Assigned task:
Set all the entries down again, unaltered.

[Stored items]
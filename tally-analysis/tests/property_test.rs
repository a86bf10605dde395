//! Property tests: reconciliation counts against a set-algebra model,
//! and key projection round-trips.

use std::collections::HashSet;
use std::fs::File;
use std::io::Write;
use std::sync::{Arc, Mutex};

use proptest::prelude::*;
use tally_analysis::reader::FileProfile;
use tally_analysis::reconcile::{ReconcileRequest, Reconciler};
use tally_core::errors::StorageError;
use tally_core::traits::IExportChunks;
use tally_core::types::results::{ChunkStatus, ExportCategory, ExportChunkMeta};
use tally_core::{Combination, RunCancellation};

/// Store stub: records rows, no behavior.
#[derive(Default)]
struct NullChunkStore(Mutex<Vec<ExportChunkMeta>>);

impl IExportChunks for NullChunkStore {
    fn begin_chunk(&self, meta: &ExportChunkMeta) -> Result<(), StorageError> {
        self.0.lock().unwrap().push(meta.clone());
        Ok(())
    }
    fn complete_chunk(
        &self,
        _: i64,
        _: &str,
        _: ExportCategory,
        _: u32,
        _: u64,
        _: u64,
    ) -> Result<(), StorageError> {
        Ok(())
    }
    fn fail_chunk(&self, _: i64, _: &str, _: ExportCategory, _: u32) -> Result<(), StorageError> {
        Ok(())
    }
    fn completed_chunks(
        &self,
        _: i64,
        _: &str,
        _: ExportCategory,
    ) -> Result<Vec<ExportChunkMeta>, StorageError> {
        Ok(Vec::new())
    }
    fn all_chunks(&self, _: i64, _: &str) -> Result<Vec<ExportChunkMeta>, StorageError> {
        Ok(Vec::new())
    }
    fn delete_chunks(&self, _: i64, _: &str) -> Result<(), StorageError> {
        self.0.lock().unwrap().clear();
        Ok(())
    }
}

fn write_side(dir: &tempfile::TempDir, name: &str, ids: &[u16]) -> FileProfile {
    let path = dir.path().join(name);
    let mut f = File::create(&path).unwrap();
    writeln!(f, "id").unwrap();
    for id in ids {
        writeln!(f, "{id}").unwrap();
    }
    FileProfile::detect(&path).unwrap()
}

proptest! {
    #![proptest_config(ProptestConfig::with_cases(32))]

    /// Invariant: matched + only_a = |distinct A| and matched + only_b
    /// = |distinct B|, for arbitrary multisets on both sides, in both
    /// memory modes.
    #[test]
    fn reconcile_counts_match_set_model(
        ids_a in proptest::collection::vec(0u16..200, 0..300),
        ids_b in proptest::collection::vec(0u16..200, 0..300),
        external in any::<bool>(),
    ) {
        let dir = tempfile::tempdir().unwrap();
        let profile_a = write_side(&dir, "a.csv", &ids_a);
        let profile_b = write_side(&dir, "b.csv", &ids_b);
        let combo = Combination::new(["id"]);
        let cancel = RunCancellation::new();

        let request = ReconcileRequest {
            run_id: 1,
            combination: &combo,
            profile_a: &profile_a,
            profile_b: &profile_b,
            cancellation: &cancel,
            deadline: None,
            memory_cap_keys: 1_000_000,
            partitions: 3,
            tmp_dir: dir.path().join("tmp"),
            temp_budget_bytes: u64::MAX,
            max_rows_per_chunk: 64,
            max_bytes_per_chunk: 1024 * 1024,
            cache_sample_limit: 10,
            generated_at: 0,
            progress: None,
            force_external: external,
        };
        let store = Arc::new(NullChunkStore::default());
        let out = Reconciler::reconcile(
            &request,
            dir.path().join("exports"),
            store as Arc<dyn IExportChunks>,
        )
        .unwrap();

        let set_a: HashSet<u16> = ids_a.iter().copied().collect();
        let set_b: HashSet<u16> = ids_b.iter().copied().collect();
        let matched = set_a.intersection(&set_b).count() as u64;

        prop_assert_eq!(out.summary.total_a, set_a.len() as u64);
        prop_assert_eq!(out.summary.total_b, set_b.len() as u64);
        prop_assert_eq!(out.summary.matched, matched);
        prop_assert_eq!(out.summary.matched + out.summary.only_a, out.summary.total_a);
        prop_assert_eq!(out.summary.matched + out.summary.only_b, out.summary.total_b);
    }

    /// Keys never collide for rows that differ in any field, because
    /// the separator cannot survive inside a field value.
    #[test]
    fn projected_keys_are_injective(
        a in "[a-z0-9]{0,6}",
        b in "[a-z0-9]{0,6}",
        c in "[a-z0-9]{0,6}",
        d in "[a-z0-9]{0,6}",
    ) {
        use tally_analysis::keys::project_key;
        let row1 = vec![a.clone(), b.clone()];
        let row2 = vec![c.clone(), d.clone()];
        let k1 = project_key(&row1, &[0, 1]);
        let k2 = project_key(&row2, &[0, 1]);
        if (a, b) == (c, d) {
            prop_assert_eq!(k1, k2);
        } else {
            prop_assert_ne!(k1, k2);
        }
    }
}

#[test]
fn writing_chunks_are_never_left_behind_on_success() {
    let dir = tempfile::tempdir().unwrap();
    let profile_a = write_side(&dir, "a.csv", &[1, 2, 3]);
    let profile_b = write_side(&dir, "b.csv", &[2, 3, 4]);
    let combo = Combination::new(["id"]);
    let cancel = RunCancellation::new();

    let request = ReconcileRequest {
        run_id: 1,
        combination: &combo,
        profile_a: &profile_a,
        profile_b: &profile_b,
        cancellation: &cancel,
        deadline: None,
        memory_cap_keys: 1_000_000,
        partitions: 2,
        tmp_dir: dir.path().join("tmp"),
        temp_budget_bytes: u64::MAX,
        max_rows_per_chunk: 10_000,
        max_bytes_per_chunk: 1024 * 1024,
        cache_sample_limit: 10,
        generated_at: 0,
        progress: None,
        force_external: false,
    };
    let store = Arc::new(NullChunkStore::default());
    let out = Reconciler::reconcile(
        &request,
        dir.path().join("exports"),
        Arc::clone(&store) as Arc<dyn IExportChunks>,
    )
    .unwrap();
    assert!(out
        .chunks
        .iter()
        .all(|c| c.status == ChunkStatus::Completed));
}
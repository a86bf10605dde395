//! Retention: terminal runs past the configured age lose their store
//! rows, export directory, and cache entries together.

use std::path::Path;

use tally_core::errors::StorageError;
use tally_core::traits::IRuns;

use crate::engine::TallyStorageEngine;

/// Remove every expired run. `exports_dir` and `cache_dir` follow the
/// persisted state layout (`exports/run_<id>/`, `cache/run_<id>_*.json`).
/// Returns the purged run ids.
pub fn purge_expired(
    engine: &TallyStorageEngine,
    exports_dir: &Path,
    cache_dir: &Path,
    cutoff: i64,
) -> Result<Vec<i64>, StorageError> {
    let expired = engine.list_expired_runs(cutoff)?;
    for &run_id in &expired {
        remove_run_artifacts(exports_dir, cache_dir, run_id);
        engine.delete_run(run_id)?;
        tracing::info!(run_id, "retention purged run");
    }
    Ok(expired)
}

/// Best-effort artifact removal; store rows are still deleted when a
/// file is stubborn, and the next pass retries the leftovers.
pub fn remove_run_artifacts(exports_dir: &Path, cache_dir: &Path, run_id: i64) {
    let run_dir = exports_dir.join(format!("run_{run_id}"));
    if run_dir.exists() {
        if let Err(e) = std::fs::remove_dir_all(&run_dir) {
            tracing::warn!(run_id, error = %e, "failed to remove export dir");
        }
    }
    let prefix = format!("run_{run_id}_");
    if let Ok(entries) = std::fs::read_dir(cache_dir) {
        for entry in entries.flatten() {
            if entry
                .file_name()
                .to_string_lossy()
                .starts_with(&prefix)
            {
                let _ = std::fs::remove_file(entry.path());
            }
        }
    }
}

Result of the exercise:
filename tally-analysis/tests/property_test.rs
repository a86bf10605dde395
//! Property tests: reconciliation counts against a set-algebra model,
//! and key projection round-trips.

use std::collections::HashSet;
use std::fs::File;
use std::io::Write;
use std::sync::{Arc, Mutex};

use proptest::prelude::*;
use tally_analysis::reader::FileProfile;
use tally_analysis::reconcile::{ReconcileRequest, Reconciler};
use tally_core::errors::StorageError;
use tally_core::traits::IExportChunks;
use tally_core::types::results::{ChunkStatus, ExportCategory, ExportChunkMeta};
use tally_core::{Combination, RunCancellation};

/// Store stub: records rows, no behavior.
#[derive(Default)]
struct NullChunkStore(Mutex<Vec<ExportChunkMeta>>);

impl IExportChunks for NullChunkStore {
    fn begin_chunk(&self, meta: &ExportChunkMeta) -> Result<(), StorageError> {
        self.0.lock().unwrap().push(meta.clone());
        Ok(())
    }
    fn complete_chunk(
        &self,
        _: i64,
        _: &str,
        _: ExportCategory,
        _: u32,
        _: u64,
        _: u64,
    ) -> Result<(), StorageError> {
        Ok(())
    }
    fn fail_chunk(&self, _: i64, _: &str, _: ExportCategory, _: u32) -> Result<(), StorageError> {
        Ok(())
    }
    fn completed_chunks(
        &self,
        _: i64,
        _: &str,
        _: ExportCategory,
    ) -> Result<Vec<ExportChunkMeta>, StorageError> {
        Ok(Vec::new())
    }
    fn all_chunks(&self, _: i64, _: &str) -> Result<Vec<ExportChunkMeta>, StorageError> {
        Ok(Vec::new())
    }
    fn delete_chunks(&self, _: i64, _: &str) -> Result<(), StorageError> {
        self.0.lock().unwrap().clear();
        Ok(())
    }
}

fn write_side(dir: &tempfile::TempDir, name: &str, ids: &[u16]) -> FileProfile {
    let path = dir.path().join(name);
    let mut f = File::create(&path).unwrap();
    writeln!(f, "id").unwrap();
    for id in ids {
        writeln!(f, "{id}").unwrap();
    }
    FileProfile::detect(&path).unwrap()
}

proptest! {
    #![proptest_config(ProptestConfig::with_cases(32))]

    /// Invariant: matched + only_a = |distinct A| and matched + only_b
    /// = |distinct B|, for arbitrary multisets on both sides, in both
    /// memory modes.
    #[test]
    fn reconcile_counts_match_set_model(
        ids_a in proptest::collection::vec(0u16..200, 0..300),
        ids_b in proptest::collection::vec(0u16..200, 0..300),
        external in any::<bool>(),
    ) {
        let dir = tempfile::tempdir().unwrap();
        let profile_a = write_side(&dir, "a.csv", &ids_a);
        let profile_b = write_side(&dir, "b.csv", &ids_b);
        let combo = Combination::new(["id"]);
        let cancel = RunCancellation::new();

        let request = ReconcileRequest {
            run_id: 1,
            combination: &combo,
            profile_a: &profile_a,
            profile_b: &profile_b,
            cancellation: &cancel,
            deadline: None,
            memory_cap_keys: 1_000_000,
            partitions: 3,
            tmp_dir: dir.path().join("tmp"),
            temp_budget_bytes: u64::MAX,
            max_rows_per_chunk: 64,
            max_bytes_per_chunk: 1024 * 1024,
            cache_sample_limit: 10,
            generated_at: 0,
            progress: None,
            force_external: external,
        };
        let store = Arc::new(NullChunkStore::default());
        let out = Reconciler::reconcile(
            &request,
            dir.path().join("exports"),
            store as Arc<dyn IExportChunks>,
        )
        .unwrap();

        let set_a: HashSet<u16> = ids_a.iter().copied().collect();
        let set_b: HashSet<u16> = ids_b.iter().copied().collect();
        let matched = set_a.intersection(&set_b).count() as u64;

        prop_assert_eq!(out.summary.total_a, set_a.len() as u64);
        prop_assert_eq!(out.summary.total_b, set_b.len() as u64);
        prop_assert_eq!(out.summary.matched, matched);
        prop_assert_eq!(out.summary.matched + out.summary.only_a, out.summary.total_a);
        prop_assert_eq!(out.summary.matched + out.summary.only_b, out.summary.total_b);
    }

    /// Keys never collide for rows that differ in any field, because
    /// the separator cannot survive inside a field value.
    #[test]
    fn projected_keys_are_injective(
        a in "[a-z0-9]{0,6}",
        b in "[a-z0-9]{0,6}",
        c in "[a-z0-9]{0,6}",
        d in "[a-z0-9]{0,6}",
    ) {
        use tally_analysis::keys::project_key;
        let row1 = vec![a.clone(), b.clone()];
        let row2 = vec![c.clone(), d.clone()];
        let k1 = project_key(&row1, &[0, 1]);
        let k2 = project_key(&row2, &[0, 1]);
        if (a, b) == (c, d) {
            prop_assert_eq!(k1, k2);
        } else {
            prop_assert_ne!(k1, k2);
        }
    }
}

#[test]
fn writing_chunks_are_never_left_behind_on_success() {
    let dir = tempfile::tempdir().unwrap();
    let profile_a = write_side(&dir, "a.csv", &[1, 2, 3]);
    let profile_b = write_side(&dir, "b.csv", &[2, 3, 4]);
    let combo = Combination::new(["id"]);
    let cancel = RunCancellation::new();

    let request = ReconcileRequest {
        run_id: 1,
        combination: &combo,
        profile_a: &profile_a,
        profile_b: &profile_b,
        cancellation: &cancel,
        deadline: None,
        memory_cap_keys: 1_000_000,
        partitions: 2,
        tmp_dir: dir.path().join("tmp"),
        temp_budget_bytes: u64::MAX,
        max_rows_per_chunk: 10_000,
        max_bytes_per_chunk: 1024 * 1024,
        cache_sample_limit: 10,
        generated_at: 0,
        progress: None,
        force_external: false,
    };
    let store = Arc::new(NullChunkStore::default());
    let out = Reconciler::reconcile(
        &request,
        dir.path().join("exports"),
        Arc::clone(&store) as Arc<dyn IExportChunks>,
    )
    .unwrap();
    assert!(out
        .chunks
        .iter()
        .all(|c| c.status == ChunkStatus::Completed));
}
repository a86bf10605dde395
//! Retention: terminal runs past the configured age lose their store
//! rows, export directory, and cache entries together.

use std::path::Path;

use tally_core::errors::StorageError;
use tally_core::traits::IRuns;

use crate::engine::TallyStorageEngine;

/// Remove every expired run. `exports_dir` and `cache_dir` follow the
/// persisted state layout (`exports/run_<id>/`, `cache/run_<id>_*.json`).
/// Returns the purged run ids.
pub fn purge_expired(
    engine: &TallyStorageEngine,
    exports_dir: &Path,
    cache_dir: &Path,
    cutoff: i64,
) -> Result<Vec<i64>, StorageError> {
    let expired = engine.list_expired_runs(cutoff)?;
    for &run_id in &expired {
        remove_run_artifacts(exports_dir, cache_dir, run_id);
        engine.delete_run(run_id)?;
        tracing::info!(run_id, "retention purged run");
    }
    Ok(expired)
}

/// Best-effort artifact removal; store rows are still deleted when a
/// file is stubborn, and the next pass retries the leftovers.
pub fn remove_run_artifacts(exports_dir: &Path, cache_dir: &Path, run_id: i64) {
    let run_dir = exports_dir.join(format!("run_{run_id}"));
    if run_dir.exists() {
        if let Err(e) = std::fs::remove_dir_all(&run_dir) {
            tracing::warn!(run_id, error = %e, "failed to remove export dir");
        }
    }
    let prefix = format!("run_{run_id}_");
    if let Ok(entries) = std::fs::read_dir(cache_dir) {
        for entry in entries.flatten() {
            if entry
                .file_name()
                .to_string_lossy()
                .starts_with(&prefix)
            {
                let _ = std::fs::remove_file(entry.path());
            }
        }
    }
}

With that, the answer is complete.